Мы вышли от представителей власти и пошли к центру городка. Неожиданно Ханка истерически расхохоталась:
– Комната с электрическим освещением!
Она умолкала и вновь взрывалась смехом всю дорогу:
– Такого представления я давно не видела!
Жигмунд зорко посматривал по сторонам, не приближается ли кто к нашему трио. Он не доверял совету главы гмины и его заверениям о «безопасном месте», а потому выразил опасение, что это может оказаться ловушкой. Я возразил, что у всемогущего главы района сейчас полные штаны страха. Знает, что войне скоро конец, и ему нужно было сейчас заиметь некоторые заслуги, поскольку в период оккупации он, несомненно, служил немцам и сейчас будет рад использовать представившуюся возможность доказать, что помогал полякам.
– Мы можем ехать в Копытув без волнений и боязни, но перед тем как поехать, нам надо будет подкрепиться.
В Блоне мы поменяли имевшиеся у нас доллары на злотые по курсу черного рынка и купили хлеб, колбасу и пол-литра водки. Еда и выпивка улучшили наше настроение, и когда мы вернулись к дому, где располагалось местное самоуправление, нас уже ждал глава района с повозкой, запряженной лошадьми.
Добравшись до деревни Копытув, расположившейся по правую сторону главной дороги, мы остановились у деревянного дома, во дворе которого находился сарай и различные хозяйственные постройки. У дверей дома стояла старуха, пригласившая нас зайти внутрь. По узкой прихожей мы вошли на кухню, где сидела светловолосая молодая женщина, ее голубые глаза выражали дружелюбие, а лицо было покрыто глубокими морщинами. Когда она услышала, что глава района намерен поселить нас у нее в доме, она встала и подала нам твердую натруженную руку:
Жигмунд окинул взглядом пустую комнату, увидел только электрические лампочки на потолке и вежливо спросил старого хозяина, нет ли какой мебели. Тот пообещал поискать в подсобке.
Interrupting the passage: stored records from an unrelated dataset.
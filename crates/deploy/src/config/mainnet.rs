//! Ethereum mainnet addresses. Also used by local mainnet forks.

use std::collections::BTreeMap;

use alloy_core::primitives::{Address, address, b256};

use super::{
    AggregatorConfig, ChainlinkConfig, CompoundConfig, DeploymentConfig,
    GuaranteedRedemptionConfig, KyberConfig, PolicyConfig, SynthetixConfig, UniswapV2Config,
    VaultCallEntry,
};

const DELEGATE_APPROVALS: Address = address!("15fd6e554874b9e70f832ed37f231ac5e142362f");
const CURVE_MINTER: Address = address!("d061d61a4d941c39e5453435b6345dc261c2fce0");

fn table<V: Copy>(entries: &[(&str, V)]) -> BTreeMap<String, V> {
    entries
        .iter()
        .map(|(symbol, value)| (symbol.to_string(), *value))
        .collect()
}

pub fn config() -> DeploymentConfig {
    let primitives = table(&[
        ("bat", address!("0d8775f648430679a709e98d2b0cb6250d2887ef")),
        ("dai", address!("6b175474e89094c44da98b954eedeac495271d0f")),
        ("knc", address!("dd974d5c2e2928dea5f71b9825b8b646686bd200")),
        ("link", address!("514910771af9ca656af840dff83e8264ecf986ca")),
        ("mkr", address!("9f8f72aa9304c8b593d555f12ef6589cc3a579a2")),
        ("rep", address!("221657776846890989a759ba2973e427dff5c9bb")),
        ("uni", address!("1f9840a85d5af5bf1d1762f925bdaddc4201f984")),
        ("usdc", address!("a0b86991c6218b36c1d19d4a2e9eb0ce3606eb48")),
        ("usdt", address!("dac17f958d2ee523a2206206994597c13d831ec7")),
        ("wbtc", address!("2260fac5e5542a773aa44fbcfedf7c193bc2c599")),
        ("zrx", address!("e41d2489571d322189246dafa5ebde1f4699f498")),
    ]);

    let aggregators = table(&[
        ("bat", AggregatorConfig::eth(address!("0d16d4528239e9ee52fa531af613acdb23d88c94"))),
        ("dai", AggregatorConfig::eth(address!("773616e4d11a78f511299002da57a0a94577f1f4"))),
        ("knc", AggregatorConfig::eth(address!("656c0544ef4c98a6a98491833a89204abb045d6b"))),
        ("link", AggregatorConfig::eth(address!("dc530d9457755926550b59e8eccdae7624181557"))),
        ("mkr", AggregatorConfig::eth(address!("24551a8fb2a7211a25a17b1481f043a8a8adc7f2"))),
        ("rep", AggregatorConfig::eth(address!("d4ce430c3b67b3e2f7026d86e7128588629e2455"))),
        ("uni", AggregatorConfig::eth(address!("d6aa3d25116d8da79ea0246c4826eb951872e02e"))),
        ("usdc", AggregatorConfig::eth(address!("986b5e1e1755e3c2440e960477f25201b0a8bbd4"))),
        ("usdt", AggregatorConfig::eth(address!("ee9f2375b4bdf6387aa8265dd4fb8f16512a1d46"))),
        ("wbtc", AggregatorConfig::eth(address!("deb288f737066589598e9214e782fa5a8ed689e8"))),
        ("zrx", AggregatorConfig::eth(address!("2da4983a622a8498bb1a21fae9d8f6c664939962"))),
    ]);

    DeploymentConfig {
        weth: address!("c02aaa39b223fe8d0a0e5c4f27ead9083c756cc2"),
        primitives,
        aggregators,
        chainlink: ChainlinkConfig {
            eth_usd_aggregator: address!("5f4ec3df9cbd43714fe2740f5e3616155c5b8419"),
            stale_rate_threshold: 259200,
        },
        compound: Some(CompoundConfig {
            ceth: address!("4ddc2d193948926d02f9b1fe9e1daa0718270ed5"),
            ctokens: table(&[
                ("bat", address!("6c8c6b02e7b2be14d4fa6022dfd6d75921d90e4e")),
                ("dai", address!("5d3a536e4d6dbd6114cc1ead35777bab948e3643")),
                ("rep", address!("158079ee67fce2f58472a96584a73c7ab9ac95c1")),
                ("uni", address!("35a18000230da775cac24873d00ff85bccded550")),
                ("usdc", address!("39aa39c021dfbae8fac545936693ac917d5e7563")),
                ("zrx", address!("b3319f5d18bc0d84dd1b4825dcde5d5f7266d407")),
            ]),
        }),
        synthetix: Some(SynthetixConfig {
            address_resolver: address!("4e3b31eb0e5cb73641ee1e65e7dcefe520ba3ef2"),
            delegate_approvals: DELEGATE_APPROVALS,
            originator: address!("1ad1fc9964c551f456238dd88d6a38344b5319d7"),
            // "ENZYME"
            tracking_code: b256!(
                "454e5a594d450000000000000000000000000000000000000000000000000000"
            ),
            susd: address!("57ab1ec28d129707052df4df418d58a2d46d5f51"),
            synths: table(&[
                ("sbtc", address!("fe18be6b3bd88a2d2a7f928d00292e7a9963cfc6")),
                ("seth", address!("5e74c9036fb86bd7ecdcb084a0673efc32ea31cb")),
                ("slink", address!("bbc455cb4f1b9e4bfc4b73970d360c8f032efee6")),
            ]),
        }),
        uniswap_v2: Some(UniswapV2Config {
            router: address!("7a250d5630b4cf539739df2c5dacb4c659f2488d"),
            factory: address!("5c69bee701ef814a2b6a3edd4b1652cb9cc5aa6f"),
        }),
        kyber: Some(KyberConfig {
            network_proxy: address!("9aab3f75489902f3a48495025729a0af77d4b11e"),
        }),
        vault_calls: vec![
            VaultCallEntry::new(DELEGATE_APPROVALS, "approveExchangeOnBehalf(address)"),
            VaultCallEntry::new(CURVE_MINTER, "mint(address)"),
        ],
        policies: PolicyConfig {
            guaranteed_redemption: GuaranteedRedemptionConfig {
                redemption_window_buffer: 300,
            },
        },
    }
}
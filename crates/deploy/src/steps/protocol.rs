//! Core protocol contracts.

use anyhow::Result;
use futures::future::BoxFuture;

use super::{
    AGGREGATED_DERIVATIVE_PRICE_FEED, CHAINLINK_PRICE_FEED, DISPATCHER, FUND_DEPLOYER,
    INTEGRATION_MANAGER, POLICY_MANAGER, RELEASE_TAG, address_arg,
};
use crate::{
    config::CONFIG_NAME,
    step::{DeployRequest, DeployStep, StepContext},
};

/// Entry point of the protocol; owns the current fund deployer.
pub struct Dispatcher;

impl DeployStep for Dispatcher {
    fn name(&self) -> &str {
        DISPATCHER
    }

    fn dependencies(&self) -> &[&str] {
        &[CONFIG_NAME]
    }

    fn tags(&self) -> &[&str] {
        &[RELEASE_TAG]
    }

    fn run<'a>(&'a self, ctx: &'a mut StepContext<'_>) -> BoxFuture<'a, Result<()>> {
        Box::pin(async move {
            ctx.deploy(DeployRequest::new(DISPATCHER)).await?;
            Ok(())
        })
    }
}

/// Creates funds and holds the vault call allow-list.
pub struct FundDeployer;

impl DeployStep for FundDeployer {
    fn name(&self) -> &str {
        FUND_DEPLOYER
    }

    fn dependencies(&self) -> &[&str] {
        &[CONFIG_NAME, DISPATCHER]
    }

    fn tags(&self) -> &[&str] {
        &[RELEASE_TAG]
    }

    fn run<'a>(&'a self, ctx: &'a mut StepContext<'_>) -> BoxFuture<'a, Result<()>> {
        Box::pin(async move {
            let dispatcher = ctx.address_of(DISPATCHER)?;
            ctx.deploy(DeployRequest::new(FUND_DEPLOYER).args(vec![address_arg(dispatcher)]))
                .await?;
            Ok(())
        })
    }
}

pub struct PolicyManager;

impl DeployStep for PolicyManager {
    fn name(&self) -> &str {
        POLICY_MANAGER
    }

    fn dependencies(&self) -> &[&str] {
        &[CONFIG_NAME, FUND_DEPLOYER]
    }

    fn tags(&self) -> &[&str] {
        &[RELEASE_TAG]
    }

    fn run<'a>(&'a self, ctx: &'a mut StepContext<'_>) -> BoxFuture<'a, Result<()>> {
        Box::pin(async move {
            let fund_deployer = ctx.address_of(FUND_DEPLOYER)?;
            ctx.deploy(DeployRequest::new(POLICY_MANAGER).args(vec![address_arg(fund_deployer)]))
                .await?;
            Ok(())
        })
    }
}

/// Routes trades and lending actions through registered adapters.
pub struct IntegrationManager;

impl DeployStep for IntegrationManager {
    fn name(&self) -> &str {
        INTEGRATION_MANAGER
    }

    fn dependencies(&self) -> &[&str] {
        &[
            CONFIG_NAME,
            FUND_DEPLOYER,
            POLICY_MANAGER,
            AGGREGATED_DERIVATIVE_PRICE_FEED,
            CHAINLINK_PRICE_FEED,
        ]
    }

    fn tags(&self) -> &[&str] {
        &[RELEASE_TAG]
    }

    fn run<'a>(&'a self, ctx: &'a mut StepContext<'_>) -> BoxFuture<'a, Result<()>> {
        Box::pin(async move {
            let args = vec![
                address_arg(ctx.address_of(FUND_DEPLOYER)?),
                address_arg(ctx.address_of(POLICY_MANAGER)?),
                address_arg(ctx.address_of(AGGREGATED_DERIVATIVE_PRICE_FEED)?),
                address_arg(ctx.address_of(CHAINLINK_PRICE_FEED)?),
            ];
            ctx.deploy(DeployRequest::new(INTEGRATION_MANAGER).args(args))
                .await?;
            Ok(())
        })
    }
}
//! Price feeds and the value interpreter on top of them.

use std::str::FromStr;

use alloy_core::primitives::Address;
use anyhow::{Context, Result};
use futures::future::BoxFuture;
use serde_json::Value;

use super::{
    AGGREGATED_DERIVATIVE_PRICE_FEED, CHAINLINK_PRICE_FEED, COMPOUND_PRICE_FEED, FUND_DEPLOYER,
    RELEASE_TAG, SYNTHETIX_PRICE_FEED, VALUE_INTERPRETER, address_arg, address_list,
};
use crate::{
    artifact::{ArtifactKind, ArtifactTags},
    config::CONFIG_NAME,
    network::{Network, NetworkPredicate},
    step::{DeployRequest, DeployStep, StepContext},
};

/// Chainlink-backed oracle for every primitive in the config.
///
/// Validates the config before deploying, so a primitive without an aggregator
/// fails the run before any transaction is sent.
pub struct ChainlinkPriceFeed;

impl DeployStep for ChainlinkPriceFeed {
    fn name(&self) -> &str {
        CHAINLINK_PRICE_FEED
    }

    fn dependencies(&self) -> &[&str] {
        &[CONFIG_NAME, FUND_DEPLOYER]
    }

    fn tags(&self) -> &[&str] {
        &[RELEASE_TAG]
    }

    fn run<'a>(&'a self, ctx: &'a mut StepContext<'_>) -> BoxFuture<'a, Result<()>> {
        Box::pin(async move {
            let config = ctx.config()?;
            config.validate()?;
            let flat = config.primitive_aggregators()?;
            let fund_deployer = ctx.address_of(FUND_DEPLOYER)?;

            let args = vec![
                address_arg(fund_deployer),
                address_arg(config.weth),
                address_arg(config.chainlink.eth_usd_aggregator),
                Value::from(config.chainlink.stale_rate_threshold),
                address_list(flat.primitives),
                address_list(flat.aggregators),
                Value::Array(
                    flat.rate_assets
                        .iter()
                        .map(|rate_asset| Value::from(rate_asset.index()))
                        .collect(),
                ),
            ];

            ctx.deploy(
                DeployRequest::new(CHAINLINK_PRICE_FEED)
                    .args(args)
                    .tags(ArtifactTags::kind(ArtifactKind::PriceFeed).covering(flat.symbols)),
            )
            .await?;
            Ok(())
        })
    }
}

/// Prices cTokens. Compound only exists on mainnet.
pub struct CompoundPriceFeed;

impl DeployStep for CompoundPriceFeed {
    fn name(&self) -> &str {
        COMPOUND_PRICE_FEED
    }

    fn dependencies(&self) -> &[&str] {
        &[CONFIG_NAME, FUND_DEPLOYER]
    }

    fn tags(&self) -> &[&str] {
        &[RELEASE_TAG]
    }

    fn skip(&self) -> NetworkPredicate {
        NetworkPredicate::skip_unless(&[Network::Mainnet, Network::Hardhat])
    }

    fn run<'a>(&'a self, ctx: &'a mut StepContext<'_>) -> BoxFuture<'a, Result<()>> {
        Box::pin(async move {
            let config = ctx.config()?;
            let Some(compound) = config.compound else {
                tracing::info!(step = COMPOUND_PRICE_FEED, "Compound is not configured, nothing to deploy");
                return Ok(());
            };

            let ctokens: Vec<Address> = compound.ctokens.values().copied().collect();
            let args = vec![
                address_arg(ctx.address_of(FUND_DEPLOYER)?),
                address_arg(config.weth),
                address_arg(compound.ceth),
                address_list(ctokens.iter().copied()),
            ];

            let mut covered = vec![compound.ceth];
            covered.extend(ctokens);
            ctx.deploy(
                DeployRequest::new(COMPOUND_PRICE_FEED)
                    .args(args)
                    .tags(derivative_feed_tags(covered)),
            )
            .await?;
            Ok(())
        })
    }
}

/// Prices Synthetix synths.
pub struct SynthetixPriceFeed;

impl DeployStep for SynthetixPriceFeed {
    fn name(&self) -> &str {
        SYNTHETIX_PRICE_FEED
    }

    fn dependencies(&self) -> &[&str] {
        &[CONFIG_NAME, FUND_DEPLOYER]
    }

    fn tags(&self) -> &[&str] {
        &[RELEASE_TAG]
    }

    fn run<'a>(&'a self, ctx: &'a mut StepContext<'_>) -> BoxFuture<'a, Result<()>> {
        Box::pin(async move {
            let config = ctx.config()?;
            let Some(synthetix) = config.synthetix else {
                tracing::info!(step = SYNTHETIX_PRICE_FEED, "Synthetix is not configured, nothing to deploy");
                return Ok(());
            };

            let synths: Vec<Address> = synthetix.synths.values().copied().collect();
            let args = vec![
                address_arg(ctx.address_of(FUND_DEPLOYER)?),
                address_arg(synthetix.address_resolver),
                address_arg(synthetix.susd),
                address_list(synths.iter().copied()),
            ];

            ctx.deploy(
                DeployRequest::new(SYNTHETIX_PRICE_FEED)
                    .args(args)
                    .tags(derivative_feed_tags(synths)),
            )
            .await?;
            Ok(())
        })
    }
}

fn derivative_feed_tags(derivatives: Vec<Address>) -> ArtifactTags {
    ArtifactTags::kind(ArtifactKind::DerivativePriceFeed)
        .covering(derivatives.into_iter().map(|derivative| derivative.to_string()))
}

/// Routes every derivative to the feed that prices it.
///
/// Collects whichever derivative price feeds are present on the network; a
/// network without any still gets an (empty) aggregated feed.
pub struct AggregatedDerivativePriceFeed;

impl DeployStep for AggregatedDerivativePriceFeed {
    fn name(&self) -> &str {
        AGGREGATED_DERIVATIVE_PRICE_FEED
    }

    fn dependencies(&self) -> &[&str] {
        &[
            CONFIG_NAME,
            FUND_DEPLOYER,
            COMPOUND_PRICE_FEED,
            SYNTHETIX_PRICE_FEED,
        ]
    }

    fn tags(&self) -> &[&str] {
        &[RELEASE_TAG]
    }

    fn run<'a>(&'a self, ctx: &'a mut StepContext<'_>) -> BoxFuture<'a, Result<()>> {
        Box::pin(async move {
            let mut derivatives = Vec::new();
            let mut feeds = Vec::new();

            for (name, feed) in ctx.providers(ArtifactKind::DerivativePriceFeed) {
                let covered = feed.tags().map(|tags| tags.covers).unwrap_or_default();
                tracing::debug!(feed = %name, derivatives = covered.len(), "Aggregating derivative price feed");

                for derivative in covered {
                    let derivative = Address::from_str(&derivative)
                        .context(format!("{name} covers an invalid derivative {derivative}"))?;
                    derivatives.push(derivative);
                    feeds.push(feed.address);
                }
            }

            let args = vec![
                address_arg(ctx.address_of(FUND_DEPLOYER)?),
                address_list(derivatives),
                address_list(feeds),
            ];
            ctx.deploy(DeployRequest::new(AGGREGATED_DERIVATIVE_PRICE_FEED).args(args))
                .await?;
            Ok(())
        })
    }
}

/// Values holdings through the primitive and derivative feeds.
pub struct ValueInterpreter;

impl DeployStep for ValueInterpreter {
    fn name(&self) -> &str {
        VALUE_INTERPRETER
    }

    fn dependencies(&self) -> &[&str] {
        &[
            CONFIG_NAME,
            CHAINLINK_PRICE_FEED,
            AGGREGATED_DERIVATIVE_PRICE_FEED,
        ]
    }

    fn tags(&self) -> &[&str] {
        &[RELEASE_TAG]
    }

    fn run<'a>(&'a self, ctx: &'a mut StepContext<'_>) -> BoxFuture<'a, Result<()>> {
        Box::pin(async move {
            let args = vec![
                address_arg(ctx.address_of(CHAINLINK_PRICE_FEED)?),
                address_arg(ctx.address_of(AGGREGATED_DERIVATIVE_PRICE_FEED)?),
            ];
            ctx.deploy(DeployRequest::new(VALUE_INTERPRETER).args(args))
                .await?;
            Ok(())
        })
    }
}
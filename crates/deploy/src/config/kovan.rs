//! Kovan testnet addresses.
//!
//! Kovan has no Compound or Kyber deployment the release integrates with, so
//! the steps depending on them are skipped there.

use std::collections::BTreeMap;

use alloy_core::primitives::{Address, address, b256};

use super::{
    AggregatorConfig, ChainlinkConfig, DeploymentConfig, GuaranteedRedemptionConfig, PolicyConfig,
    SynthetixConfig, UniswapV2Config, VaultCallEntry,
};

const DELEGATE_APPROVALS: Address = address!("d1f4e8f0a95f1b7d5e3e78c2ed3e71f15da4b2a9");

pub fn config() -> DeploymentConfig {
    let primitives = BTreeMap::from([
        ("dai".to_string(), address!("4f96fe3b7a6cf9725f59d353f723c1bdb64ca6aa")),
        ("link".to_string(), address!("a36085f69e2889c224210f603d836748e7dc0088")),
        ("usdc".to_string(), address!("e22da380ee6b445bb8273c81944adeb6e8450422")),
    ]);

    let aggregators = BTreeMap::from([
        (
            "dai".to_string(),
            AggregatorConfig::eth(address!("22b58f1ebedfca50fef632bd73368b2fda96d541")),
        ),
        (
            "link".to_string(),
            AggregatorConfig::eth(address!("3af8c569ab77af5230596acf0e8c2f9351d24c38")),
        ),
        (
            "usdc".to_string(),
            AggregatorConfig::eth(address!("64eac61a2dfda2c3fa04eed49aa33d021aec8838")),
        ),
    ]);

    DeploymentConfig {
        weth: address!("d0a1e359811322d97991e03f863a0c30c2cf029c"),
        primitives,
        aggregators,
        chainlink: ChainlinkConfig {
            eth_usd_aggregator: address!("9326bfa02add2366b30bacb125260af641031331"),
            stale_rate_threshold: 259200,
        },
        compound: None,
        synthetix: Some(SynthetixConfig {
            address_resolver: address!("242a3df52c375bee81b1c668741d7c63af68fdd2"),
            delegate_approvals: DELEGATE_APPROVALS,
            originator: address!("1ad1fc9964c551f456238dd88d6a38344b5319d7"),
            tracking_code: b256!(
                "454e5a594d450000000000000000000000000000000000000000000000000000"
            ),
            susd: address!("b2f6a4b6f2d7a5c8c1e6a3a2bd0b9f0b6c0ed2f4"),
            synths: BTreeMap::from([(
                "seth".to_string(),
                address!("54dbd8b6a1f2a8c6e1a0a0b7bc19f0c7b0c7c11e"),
            )]),
        }),
        uniswap_v2: Some(UniswapV2Config {
            router: address!("7a250d5630b4cf539739df2c5dacb4c659f2488d"),
            factory: address!("5c69bee701ef814a2b6a3edd4b1652cb9cc5aa6f"),
        }),
        kyber: None,
        vault_calls: vec![VaultCallEntry::new(
            DELEGATE_APPROVALS,
            "approveExchangeOnBehalf(address)",
        )],
        policies: PolicyConfig {
            guaranteed_redemption: GuaranteedRedemptionConfig {
                redemption_window_buffer: 60,
            },
        },
    }
}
– Ночь вам придется провести на соломе, ее из сарая можно принести, – сказал он. Мы не хотели затруднять его и ответили, что ночь проведем в сарае.
– Нет никаких проблем. Принесите свою солому и постелите себе в комнате, но перед этим – чем хата богата, – и жестом пригласил нас к столу. После вкусной горячей еды хозяин сказал нам, что немцы провели обыски и облаву на молодых людей на рынке, когда он уходил в Блоне:
– Рассказывают, что три украинских коллаборациониста были убиты возле Юзефува.
Ханка резко встала и налила мне рюмку водки. Дочь нашего хозяина уставилась на нас, словно чувствуя нашу связь с только что услышанной ею историей. Она повернулась к отцу:
– В сарае есть стулья и стол, а также две деревянные доски, из которых ты, папа, сможешь собрать еще две кровати…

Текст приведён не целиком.